//! CSV format handling for transfer records and supply output
//!
//! This module centralizes all CSV format concerns, providing:
//! - CsvRecord structure for deserialization
//! - Conversion from CSV records to domain types
//! - Supply and holder output serialization
//!
//! All functions are pure (no I/O) for easy testing.

use crate::types::{Address, SupplyError, TokenState, TransferEvent, TransferRecord};
use num_bigint::BigInt;
use serde::Deserialize;
use std::io::Write;
use std::str::FromStr;

/// Widest amount an ERC-20 transfer can carry
const AMOUNT_BITS: u64 = 256;

/// CSV record structure for deserialization
///
/// Matches the input CSV format with columns: token, from, to, amount.
/// Everything is read as text; addresses and the amount are parsed in
/// [`convert_csv_record`] so a bad value yields a descriptive message.
#[derive(Debug, Deserialize, Clone, PartialEq)]
pub struct CsvRecord {
    pub token: String,
    pub from: String,
    pub to: String,
    pub amount: String,
}

/// Parse a transfer amount
///
/// Accepts base-10 digits with an optional leading `-`, nothing else: no `+`,
/// no `_` separators, no decimals or exponents. The magnitude must fit in a
/// uint256. The sign is kept so the processor can reject negative amounts
/// with their own error.
pub fn parse_amount(input: &str) -> Result<BigInt, SupplyError> {
    let trimmed = input.trim();
    let digits = trimmed.strip_prefix('-').unwrap_or(trimmed);

    if digits.is_empty() || !digits.bytes().all(|b| b.is_ascii_digit()) {
        return Err(SupplyError::invalid_amount(input));
    }

    let amount = BigInt::parse_bytes(trimmed.as_bytes(), 10)
        .ok_or_else(|| SupplyError::invalid_amount(input))?;

    if amount.magnitude().bits() > AMOUNT_BITS {
        return Err(SupplyError::invalid_amount(input));
    }

    Ok(amount)
}

/// Convert a CsvRecord to a TransferRecord
///
/// This function:
/// - Parses both addresses (`0x` + 40 hex digits, any case)
/// - Parses the amount with [`parse_amount`]
///
/// Negative amounts are *not* rejected here; the processor refuses them with a
/// dedicated error.
///
/// # Errors
///
/// - `ParseError` (without a line; readers attach it) for a missing token
/// - `InvalidAddress` for a bad sender or receiver
/// - `InvalidAmount` for an amount [`parse_amount`] refuses
pub fn convert_csv_record(csv_record: CsvRecord) -> Result<TransferRecord, SupplyError> {
    let token = csv_record.token.trim();
    if token.is_empty() {
        return Err(SupplyError::parse_error(None, "Missing token"));
    }

    let from = Address::from_str(&csv_record.from)?;
    let to = Address::from_str(&csv_record.to)?;
    let amount = parse_amount(&csv_record.amount)?;

    Ok(TransferRecord {
        token: token.to_string(),
        event: TransferEvent { from, to, amount },
    })
}

/// Write supply aggregates to CSV format
///
/// Writes one row per token with columns: id, total, circulating.
/// Rows are sorted by token id for deterministic output; the numbers come
/// from [`Supply::snapshot`](crate::types::Supply::snapshot).
///
/// # Returns
///
/// * `Ok(())` if writing succeeded
/// * `Err(String)` if a write error occurred
pub fn write_supply_csv(states: &[TokenState], output: &mut dyn Write) -> Result<(), String> {
    let mut writer = row_writer(output);

    writer
        .write_record(["id", "total", "circulating"])
        .map_err(|e| format!("Failed to write CSV header: {}", e))?;

    let mut supplies: Vec<_> = states.iter().map(|state| &state.supply).collect();
    supplies.sort_by(|a, b| a.id.cmp(&b.id));

    for supply in supplies {
        writer
            .serialize((supply.id.as_str(), supply.snapshot()))
            .map_err(|e| format!("Failed to write supply record: {}", e))?;
    }

    writer
        .flush()
        .map_err(|e| format!("Failed to flush output: {}", e))?;

    Ok(())
}

/// Write holder balances to CSV format
///
/// Columns: token, id, balance. Sorted by token, then by holder address.
pub fn write_holders_csv(states: &[TokenState], output: &mut dyn Write) -> Result<(), String> {
    let mut writer = row_writer(output);

    writer
        .write_record(["token", "id", "balance"])
        .map_err(|e| format!("Failed to write CSV header: {}", e))?;

    let mut sorted_states: Vec<&TokenState> = states.iter().collect();
    sorted_states.sort_by(|a, b| a.supply.id.cmp(&b.supply.id));

    for state in sorted_states {
        let mut holders: Vec<_> = state.holders.iter().collect();
        holders.sort_by_key(|holder| holder.id);

        for holder in holders {
            writer
                .serialize((state.supply.id.as_str(), holder.snapshot()))
                .map_err(|e| format!("Failed to write holder record: {}", e))?;
        }
    }

    writer
        .flush()
        .map_err(|e| format!("Failed to flush output: {}", e))?;

    Ok(())
}

// Headers are written explicitly so an empty table still gets one; the
// snapshots are flattened after the token id.
fn row_writer(output: &mut dyn Write) -> csv::Writer<&mut dyn Write> {
    csv::WriterBuilder::new()
        .has_headers(false)
        .from_writer(output)
}

#[cfg(test)]
mod tests {
    use super::*;
    use crate::types::{Holder, Supply, TokenId};
    use rstest::rstest;

    const ZERO: &str = "0x0000000000000000000000000000000000000000";
    const ALICE: &str = "0x00000000000000000000000000000000000000A1";

    fn csv_record(from: &str, to: &str, amount: &str) -> CsvRecord {
        CsvRecord {
            token: "0xtoken".to_string(),
            from: from.to_string(),
            to: to.to_string(),
            amount: amount.to_string(),
        }
    }

    fn state(token: &str, total: i64, circulating: i64, holders: &[(u8, i64)]) -> TokenState {
        let mut supply = Supply::new(TokenId::new(token));
        supply.total = BigInt::from(total);
        supply.circulating = BigInt::from(circulating);
        TokenState {
            supply,
            holders: holders
                .iter()
                .map(|(last, balance)| {
                    let mut bytes = [0u8; 20];
                    bytes[19] = *last;
                    let mut holder = Holder::new(Address::from_bytes(bytes));
                    holder.balance = BigInt::from(*balance);
                    holder
                })
                .collect(),
        }
    }

    #[test]
    fn test_convert_csv_record_valid() {
        let record = convert_csv_record(csv_record(ZERO, ALICE, "1337")).unwrap();

        assert_eq!(record.token, "0xtoken");
        assert!(record.event.from.is_zero());
        assert_eq!(
            record.event.to.to_hex(),
            "0x00000000000000000000000000000000000000a1"
        );
        assert_eq!(record.event.amount, BigInt::from(1337));
    }

    #[rstest]
    #[case::whitespace("  42  ", BigInt::from(42))]
    #[case::zero("0", BigInt::from(0))]
    #[case::negative_passes_through("-5", BigInt::from(-5))]
    #[case::leading_zeros("007", BigInt::from(7))]
    #[case::max_uint256(
        "115792089237316195423570985008687907853269984665640564039457584007913129639935",
        (BigInt::from(1) << 256) - 1
    )]
    fn test_convert_csv_record_amount_parsing(#[case] amount: &str, #[case] expected: BigInt) {
        let record = convert_csv_record(csv_record(ZERO, ALICE, amount)).unwrap();
        assert_eq!(record.event.amount, expected);
    }

    #[rstest]
    #[case::decimal("1.5")]
    #[case::text("lots")]
    #[case::empty("")]
    #[case::lone_minus("-")]
    #[case::digit_separators("1_000")]
    #[case::explicit_plus("+5")]
    #[case::hex("0x10")]
    #[case::exponent("1e18")]
    #[case::inner_space("1 000")]
    #[case::above_uint256(
        "115792089237316195423570985008687907853269984665640564039457584007913129639936"
    )]
    #[case::below_negative_uint256(
        "-115792089237316195423570985008687907853269984665640564039457584007913129639936"
    )]
    fn test_parse_amount_rejects(#[case] amount: &str) {
        assert_eq!(
            parse_amount(amount),
            Err(SupplyError::InvalidAmount {
                amount: amount.to_string()
            })
        );
    }

    #[test]
    fn test_convert_csv_record_rejects_separator_amount() {
        let result = convert_csv_record(csv_record(ZERO, ALICE, "1_000"));
        assert!(matches!(result, Err(SupplyError::InvalidAmount { .. })));
    }

    #[rstest]
    #[case::short_sender("0x1234", ALICE, "0x1234")]
    #[case::unprefixed_receiver(
        ZERO,
        "00000000000000000000000000000000000000a1",
        "00000000000000000000000000000000000000a1"
    )]
    #[case::non_hex_receiver(
        ZERO,
        "0x00000000000000000000000000000000000000zz",
        "0x00000000000000000000000000000000000000zz"
    )]
    fn test_convert_csv_record_address_errors(
        #[case] from: &str,
        #[case] to: &str,
        #[case] offending: &str,
    ) {
        match convert_csv_record(csv_record(from, to, "1")) {
            Err(SupplyError::InvalidAddress { input, .. }) => assert_eq!(input.trim(), offending),
            other => panic!("Expected InvalidAddress, got {:?}", other),
        }
    }

    #[test]
    fn test_convert_csv_record_missing_token() {
        let mut record = csv_record(ZERO, ALICE, "1");
        record.token = "   ".to_string();
        assert_eq!(
            convert_csv_record(record).unwrap_err(),
            SupplyError::parse_error(None, "Missing token")
        );
    }

    #[rstest]
    #[case::single_token(
        vec![state("0xtoken", 2000, 1000, &[])],
        "id,total,circulating\n0xtoken,2000,1000\n"
    )]
    #[case::sorted_by_id(
        vec![state("0xbbb", 1, 1, &[]), state("0xaaa", 2, 0, &[])],
        "id,total,circulating\n0xaaa,2,0\n0xbbb,1,1\n"
    )]
    #[case::negative_values(
        vec![state("0xtoken", -10, -10, &[])],
        "id,total,circulating\n0xtoken,-10,-10\n"
    )]
    #[case::empty(vec![], "id,total,circulating\n")]
    fn test_write_supply_csv(#[case] states: Vec<TokenState>, #[case] expected: &str) {
        let mut output = Vec::new();
        write_supply_csv(&states, &mut output).unwrap();
        assert_eq!(String::from_utf8(output).unwrap(), expected);
    }

    #[test]
    fn test_write_supply_csv_large_values() {
        let mut states = vec![state("0xtoken", 0, 0, &[])];
        states[0].supply.total = BigInt::from(u128::MAX) * BigInt::from(3);

        let mut output = Vec::new();
        write_supply_csv(&states, &mut output).unwrap();

        assert_eq!(
            String::from_utf8(output).unwrap(),
            "id,total,circulating\n0xtoken,1020847100762815390390123822295304634365,0\n"
        );
    }

    #[test]
    fn test_write_holders_csv() {
        let states = vec![
            state("0xbbb", 0, 0, &[(2, 5), (1, 7)]),
            state("0xaaa", 0, 0, &[(3, -1)]),
        ];

        let mut output = Vec::new();
        write_holders_csv(&states, &mut output).unwrap();

        assert_eq!(
            String::from_utf8(output).unwrap(),
            "token,id,balance\n\
             0xaaa,0x0000000000000000000000000000000000000003,-1\n\
             0xbbb,0x0000000000000000000000000000000000000001,7\n\
             0xbbb,0x0000000000000000000000000000000000000002,5\n"
        );
    }
}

..........

From the entries above, print the lines beginning at the one with "a missing token" and stopping after the one with "the numbers come", exactly as written and with nothing else.

/// - `ParseError` (without a line; readers attach it) for a missing token
/// - `InvalidAddress` for a bad sender or receiver
/// - `InvalidAmount` for an amount [`parse_amount`] refuses
pub fn convert_csv_record(csv_record: CsvRecord) -> Result<TransferRecord, SupplyError> {
    let token = csv_record.token.trim();
    if token.is_empty() {
        return Err(SupplyError::parse_error(None, "Missing token"));
    }

    let from = Address::from_str(&csv_record.from)?;
    let to = Address::from_str(&csv_record.to)?;
    let amount = parse_amount(&csv_record.amount)?;

    Ok(TransferRecord {
        token: token.to_string(),
        event: TransferEvent { from, to, amount },
    })
}

/// Write supply aggregates to CSV format
///
/// Writes one row per token with columns: id, total, circulating.
/// Rows are sorted by token id for deterministic output; the numbers come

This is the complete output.